- _Exercise instructions_:
From the entries, copy every line that carries the string "static".

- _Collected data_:
//! `Reflect` impls for scalars, pointers, sequences and maps.
//!
//! `Vec<u8>` is a sequence of numbers like any other vector; use
//! `bytes::Bytes` for base64-encoded binary data.

use super::{NodeKind, Reflect, ReflectMap, ReflectRef, ReflectSeq, TypeEncoder, TypeRegistry};
use crate::model::Model;
use bytes::Bytes;
use std::collections::{BTreeMap, HashMap};
use std::sync::Arc;

fn pointer_kind(inner: NodeKind) -> NodeKind {
    match inner {
        NodeKind::Node | NodeKind::NodePtr => NodeKind::NodePtr,
        _ => NodeKind::Plain,
    }
}

fn list_kind(inner: NodeKind) -> NodeKind {
    match inner {
        NodeKind::Node => NodeKind::NodeList,
        NodeKind::NodePtr => NodeKind::NodePtrList,
        _ => NodeKind::Plain,
    }
}

macro_rules! reflect_signed {
    ($($ty:ty),*) => {
        $(
            impl Reflect for $ty {
                fn build_encoder(_: &TypeRegistry) -> TypeEncoder {
                    TypeEncoder::Int
                }

                fn reflect(&self) -> ReflectRef<'_> {
                    ReflectRef::Int(*self as i64)
                }

                fn quotable() -> bool {
                    true
                }
            }
        )*
    };
}

macro_rules! reflect_unsigned {
    ($($ty:ty),*) => {
        $(
            impl Reflect for $ty {
                fn build_encoder(_: &TypeRegistry) -> TypeEncoder {
                    TypeEncoder::Uint
                }

                fn reflect(&self) -> ReflectRef<'_> {
                    ReflectRef::Uint(*self as u64)
                }

                fn quotable() -> bool {
                    true
                }
            }
        )*
    };
}

reflect_signed!(i8, i16, i32, i64, isize);
reflect_unsigned!(u8, u16, u32, u64, usize);

impl Reflect for bool {
    fn build_encoder(_: &TypeRegistry) -> TypeEncoder {
        TypeEncoder::Bool
    }

    fn reflect(&self) -> ReflectRef<'_> {
        ReflectRef::Bool(*self)
    }

    fn quotable() -> bool {
        true
    }
}

impl Reflect for f32 {
    fn build_encoder(_: &TypeRegistry) -> TypeEncoder {
        TypeEncoder::Float32
    }

    fn reflect(&self) -> ReflectRef<'_> {
        ReflectRef::Float(f64::from(*self))
    }

    fn quotable() -> bool {
        true
    }
}

impl Reflect for f64 {
    fn build_encoder(_: &TypeRegistry) -> TypeEncoder {
        TypeEncoder::Float64
    }

    fn reflect(&self) -> ReflectRef<'_> {
        ReflectRef::Float(*self)
    }

    fn quotable() -> bool {
        true
    }
}

impl Reflect for String {
    fn build_encoder(_: &TypeRegistry) -> TypeEncoder {
        TypeEncoder::Str
    }

    fn reflect(&self) -> ReflectRef<'_> {
        ReflectRef::Str(self)
    }

    fn quotable() -> bool {
        true
    }
}

impl Reflect for &'static str {
    fn build_encoder(_: &TypeRegistry) -> TypeEncoder {
        TypeEncoder::Str
    }

    fn reflect(&self) -> ReflectRef<'_> {
        ReflectRef::Str(self)
    }

    fn quotable() -> bool {
        true
    }
}

impl Reflect for Bytes {
    fn build_encoder(_: &TypeRegistry) -> TypeEncoder {
        TypeEncoder::Bytes
    }

    fn reflect(&self) -> ReflectRef<'_> {
        ReflectRef::Bytes(self)
    }
}

impl Reflect for serde_json::Value {
    fn build_encoder(_: &TypeRegistry) -> TypeEncoder {
        TypeEncoder::Json
    }

    fn reflect(&self) -> ReflectRef<'_> {
        ReflectRef::Json(self)
    }
}

impl<T: Reflect> Reflect for Option<T> {
    fn build_encoder(types: &TypeRegistry) -> TypeEncoder {
        TypeEncoder::Ptr(types.encoder_for::<T>())
    }

    fn reflect(&self) -> ReflectRef<'_> {
        ReflectRef::Ptr(self.as_ref().map(|v| v as &dyn Reflect))
    }

    fn node_kind() -> NodeKind {
        pointer_kind(T::node_kind())
    }

    fn quotable() -> bool {
        T::quotable()
    }

    fn node_model(&self) -> Option<&Model> {
        self.as_ref().and_then(|v| v.node_model())
    }
}

impl<T: Reflect> Reflect for Box<T> {
    fn build_encoder(types: &TypeRegistry) -> TypeEncoder {
        TypeEncoder::Ptr(types.encoder_for::<T>())
    }

    fn reflect(&self) -> ReflectRef<'_> {
        ReflectRef::Ptr(Some(&**self as &dyn Reflect))
    }

    fn node_kind() -> NodeKind {
        pointer_kind(T::node_kind())
    }

    fn quotable() -> bool {
        T::quotable()
    }

    fn node_model(&self) -> Option<&Model> {
        (**self).node_model()
    }
}

impl<T: Reflect> Reflect for Arc<T> {
    fn build_encoder(types: &TypeRegistry) -> TypeEncoder {
        TypeEncoder::Ptr(types.encoder_for::<T>())
    }

    fn reflect(&self) -> ReflectRef<'_> {
        ReflectRef::Ptr(Some(&**self as &dyn Reflect))
    }

    fn node_kind() -> NodeKind {
        pointer_kind(T::node_kind())
    }

    fn quotable() -> bool {
        T::quotable()
    }

    fn node_model(&self) -> Option<&Model> {
        (**self).node_model()
    }
}

impl<T: Reflect> ReflectSeq for Vec<T> {
    fn len(&self) -> usize {
        self.len()
    }

    fn element(&self, index: usize) -> &dyn Reflect {
        &self[index]
    }
}

impl<T: Reflect> Reflect for Vec<T> {
    fn build_encoder(types: &TypeRegistry) -> TypeEncoder {
        TypeEncoder::Seq(types.encoder_for::<T>())
    }

    fn reflect(&self) -> ReflectRef<'_> {
        ReflectRef::Seq(self)
    }

    fn node_kind() -> NodeKind {
        list_kind(T::node_kind())
    }
}

impl<T: Reflect, const N: usize> ReflectSeq for [T; N] {
    fn len(&self) -> usize {
        N
    }

    fn element(&self, index: usize) -> &dyn Reflect {
        &self[index]
    }
}

impl<T: Reflect, const N: usize> Reflect for [T; N] {
    fn build_encoder(types: &TypeRegistry) -> TypeEncoder {
        TypeEncoder::Seq(types.encoder_for::<T>())
    }

    fn reflect(&self) -> ReflectRef<'_> {
        ReflectRef::Seq(self)
    }

    fn node_kind() -> NodeKind {
        list_kind(T::node_kind())
    }
}

/// Map keys the encoder can render. Keys are written as strings and sorted by
/// that string form.
pub trait MapKey: Send + Sync + 'static {
    fn key_string(&self) -> String;
}

impl MapKey for String {
    fn key_string(&self) -> String {
        self.clone()
    }
}

impl MapKey for &'static str {
    fn key_string(&self) -> String {
        (*self).to_string()
    }
}

macro_rules! map_key_int {
    ($($ty:ty),*) => {
        $(
            impl MapKey for $ty {
                fn key_string(&self) -> String {
                    self.to_string()
                }
            }
        )*
    };
}

map_key_int!(i8, i16, i32, i64, isize, u8, u16, u32, u64, usize);

impl<K: MapKey, V: Reflect> ReflectMap for HashMap<K, V> {
    fn len(&self) -> usize {
        self.len()
    }

    fn entries(&self) -> Vec<(String, &dyn Reflect)> {
        self.iter()
            .map(|(k, v)| (k.key_string(), v as &dyn Reflect))
            .collect()
    }
}

impl<K: MapKey, V: Reflect> Reflect for HashMap<K, V> {
    fn build_encoder(types: &TypeRegistry) -> TypeEncoder {
        TypeEncoder::Map(types.encoder_for::<V>())
    }

    fn reflect(&self) -> ReflectRef<'_> {
        ReflectRef::Map(self)
    }
}

impl<K: MapKey, V: Reflect> ReflectMap for BTreeMap<K, V> {
    fn len(&self) -> usize {
        self.len()
    }

    fn entries(&self) -> Vec<(String, &dyn Reflect)> {
        self.iter()
            .map(|(k, v)| (k.key_string(), v as &dyn Reflect))
            .collect()
    }
}

impl<K: MapKey, V: Reflect> Reflect for BTreeMap<K, V> {
    fn build_encoder(types: &TypeRegistry) -> TypeEncoder {
        TypeEncoder::Map(types.encoder_for::<V>())
    }

    fn reflect(&self) -> ReflectRef<'_> {
        ReflectRef::Map(self)
    }
}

- _Response_:
impl Reflect for &'static str {
pub trait MapKey: Send + Sync + 'static {
impl MapKey for &'static str {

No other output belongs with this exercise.